-- GIVEN ENTRIES follows --

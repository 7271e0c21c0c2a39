//! Messages exchanged between distributors during a protocol run.

use noscalp_crypto::DigitalSignature;
use noscalp_domain::{FinalizedTransaction, SignedTransaction};
use noscalp_identity::{LegalName, Party};
use serde::{Deserialize, Serialize};
use uuid::Uuid;

use crate::error::TransportError;

/// Protocol payloads.
#[derive(Debug, Clone, PartialEq, Eq, Serialize, Deserialize)]
#[serde(tag = "type", rename_all = "snake_case")]
pub enum FlowMessage {
    /// Initiator to responder: the proposal carrying the initiator's signature
    Proposal { stx: SignedTransaction },
    /// Responder to initiator: counter-signature over the transaction id
    Signature { signature: DigitalSignature },
    /// Responder to initiator: the proposal failed verification
    Reject { reason: String },
    /// Initiator to responder: the notarised transaction
    Finalized { ftx: FinalizedTransaction },
}

impl FlowMessage {
    pub fn kind(&self) -> &'static str {
        match self {
            FlowMessage::Proposal { .. } => "proposal",
            FlowMessage::Signature { .. } => "signature",
            FlowMessage::Reject { .. } => "reject",
            FlowMessage::Finalized { .. } => "finalized",
        }
    }
}

/// A message addressed to one party within one protocol session.
#[derive(Debug, Clone, PartialEq, Eq, Serialize, Deserialize)]
pub struct Envelope {
    pub session_id: Uuid,
    pub sender: Party,
    pub recipient: LegalName,
    pub message: FlowMessage,
}

impl Envelope {
    pub fn new(session_id: Uuid, sender: Party, recipient: LegalName, message: FlowMessage) -> Self {
        Self {
            session_id,
            sender,
            recipient,
            message,
        }
    }

    /// Wire encoding.
    pub fn encode(&self) -> Result<Vec<u8>, TransportError> {
        serde_json::to_vec(self).map_err(|e| TransportError::Encoding(e.to_string()))
    }

    pub fn decode(bytes: &[u8]) -> Result<Self, TransportError> {
        serde_json::from_slice(bytes).map_err(|e| TransportError::Encoding(e.to_string()))
    }
}
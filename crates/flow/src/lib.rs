//! Two-party agreement protocol for NoScalp ticket distributions.
//!
//! An initiating distributor proposes a [`DistributionState`] to a
//! counterparty, both evaluate the distribution contract independently, the
//! counterparty counter-signs, and the notary witnesses the result. Each run
//! is a tokio task with its own session; a node's dispatcher routes incoming
//! envelopes to the run that owns them and starts a responder for every new
//! proposal.
//!
//! Network delivery, the directory and finality are reached through the
//! [`Transport`], [`IdentityResolver`](noscalp_identity::IdentityResolver) and
//! [`FinalityService`] seams, with in-memory implementations for running a
//! whole network in one process.
//!
//! [`DistributionState`]: noscalp_domain::DistributionState

pub mod error;
pub mod initiator;
pub mod messages;
pub mod network;
pub mod node;
pub mod notary;
pub mod progress;
pub mod responder;
pub mod transport;
pub mod vault;

pub use error::{FinalizationError, FlowError, FlowResult, TransportError};
pub use initiator::DistributionRequest;
pub use messages::{Envelope, FlowMessage};
pub use network::LocalNetwork;
pub use node::{FlowNode, NodeServices};
pub use notary::{FinalityService, InMemoryNotary};
pub use progress::{FlowState, ProgressObserver, ProgressTracker};
pub use transport::{InMemoryNetwork, Inbox, Transport};
pub use vault::Vault;
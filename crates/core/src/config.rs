//! Configuration management for NoScalp nodes.
//!
//! A node is configured from a TOML file:
//!
//! ```toml
//! [node]
//! legal_name = "O=PartyA, L=London, C=GB"
//! listen_addr = "127.0.0.1:10050"
//!
//! [network]
//! notary_name = "O=Notary, L=London, C=GB"
//! peers = ["O=PartyB, L=New York, C=US"]
//!
//! [flow]
//! counterparty_timeout_ms = 30000
//! finality_timeout_ms = 30000
//!
//! [logging]
//! level = "info"
//! json = false
//! ```

use crate::error::{CoreError, Result};
use serde::{Deserialize, Serialize};
use std::net::SocketAddr;
use std::path::Path;
use std::time::Duration;

#[derive(Debug, Clone, Serialize, Deserialize)]
pub struct Config {
    pub node: NodeConfig,
    pub network: NetworkConfig,
    #[serde(default)]
    pub flow: FlowConfig,
    #[serde(default)]
    pub logging: LoggingConfig,
}

#[derive(Debug, Clone, Serialize, Deserialize)]
pub struct NodeConfig {
    /// X.500-style legal name of the party this node acts for
    pub legal_name: String,
    /// Address the HTTP command surface binds to
    #[serde(default = "default_listen_addr")]
    pub listen_addr: String,
}

#[derive(Debug, Clone, Serialize, Deserialize)]
pub struct NetworkConfig {
    pub notary_name: String,
    /// Counterparties hosted on the same in-memory network
    #[serde(default)]
    pub peers: Vec<String>,
}

#[derive(Debug, Clone, Serialize, Deserialize)]
pub struct FlowConfig {
    /// How long an initiator waits for the counterparty's signature
    #[serde(default = "default_counterparty_timeout_ms")]
    pub counterparty_timeout_ms: u64,
    /// How long an initiator waits for the notary. A responder waits this
    /// plus `counterparty_timeout_ms` for the finalized transaction.
    #[serde(default = "default_finality_timeout_ms")]
    pub finality_timeout_ms: u64,
}

#[derive(Debug, Clone, Serialize, Deserialize)]
pub struct LoggingConfig {
    #[serde(default = "default_log_level")]
    pub level: String,
    #[serde(default)]
    pub json: bool,
}

fn default_listen_addr() -> String {
    "127.0.0.1:10050".to_string()
}

fn default_counterparty_timeout_ms() -> u64 {
    30_000
}

fn default_finality_timeout_ms() -> u64 {
    30_000
}

fn default_log_level() -> String {
    "info".to_string()
}

impl Default for FlowConfig {
    fn default() -> Self {
        Self {
            counterparty_timeout_ms: default_counterparty_timeout_ms(),
            finality_timeout_ms: default_finality_timeout_ms(),
        }
    }
}

impl FlowConfig {
    pub fn counterparty_timeout(&self) -> Duration {
        Duration::from_millis(self.counterparty_timeout_ms)
    }

    pub fn finality_timeout(&self) -> Duration {
        Duration::from_millis(self.finality_timeout_ms)
    }
}

impl Default for LoggingConfig {
    fn default() -> Self {
        Self {
            level: default_log_level(),
            json: false,
        }
    }
}

impl Config {
    pub fn from_file<P: AsRef<Path>>(path: P) -> Result<Self> {
        let content = std::fs::read_to_string(path)?;
        Self::from_toml_str(&content)
    }

    pub fn from_toml_str(content: &str) -> Result<Self> {
        let config: Config = toml::from_str(content)?;
        config.validate()?;
        Ok(config)
    }

    pub fn default_config() -> Self {
        Self {
            node: NodeConfig {
                legal_name: "O=PartyA, L=London, C=GB".to_string(),
                listen_addr: default_listen_addr(),
            },
            network: NetworkConfig {
                notary_name: "O=Notary, L=London, C=GB".to_string(),
                peers: vec![
                    "O=PartyB, L=New York, C=US".to_string(),
                    "O=PartyC, L=Paris, C=FR".to_string(),
                ],
            },
            flow: FlowConfig::default(),
            logging: LoggingConfig::default(),
        }
    }

    /// Checks the values serde cannot: non-empty names, a parseable bind
    /// address, distinct parties and non-zero timeouts.
    pub fn validate(&self) -> Result<()> {
        if self.node.legal_name.trim().is_empty() {
            return Err(CoreError::InvalidConfig(
                "node.legal_name must not be empty".to_string(),
            ));
        }
        if self.network.notary_name.trim().is_empty() {
            return Err(CoreError::InvalidConfig(
                "network.notary_name must not be empty".to_string(),
            ));
        }
        self.node.listen_addr.parse::<SocketAddr>().map_err(|e| {
            CoreError::InvalidConfig(format!(
                "node.listen_addr '{}' is not a socket address: {}",
                self.node.listen_addr, e
            ))
        })?;

        let mut seen = std::collections::HashSet::new();
        let names = std::iter::once(&self.node.legal_name)
            .chain(std::iter::once(&self.network.notary_name))
            .chain(self.network.peers.iter());
        for name in names {
            if !seen.insert(name.as_str()) {
                return Err(CoreError::InvalidConfig(format!(
                    "legal name '{}' is configured more than once",
                    name
                )));
            }
        }

        if self.flow.counterparty_timeout_ms == 0 || self.flow.finality_timeout_ms == 0 {
            return Err(CoreError::InvalidConfig(
                "flow timeouts must be greater than zero".to_string(),
            ));
        }
        Ok(())
    }
}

-- GIVEN ENTRIES concluded --

EXERCISE GOAL:
The answer is every line in the data where the word "validate" appears.

TASK RESPONSE:
        config.validate()?;
    pub fn validate(&self) -> Result<()> {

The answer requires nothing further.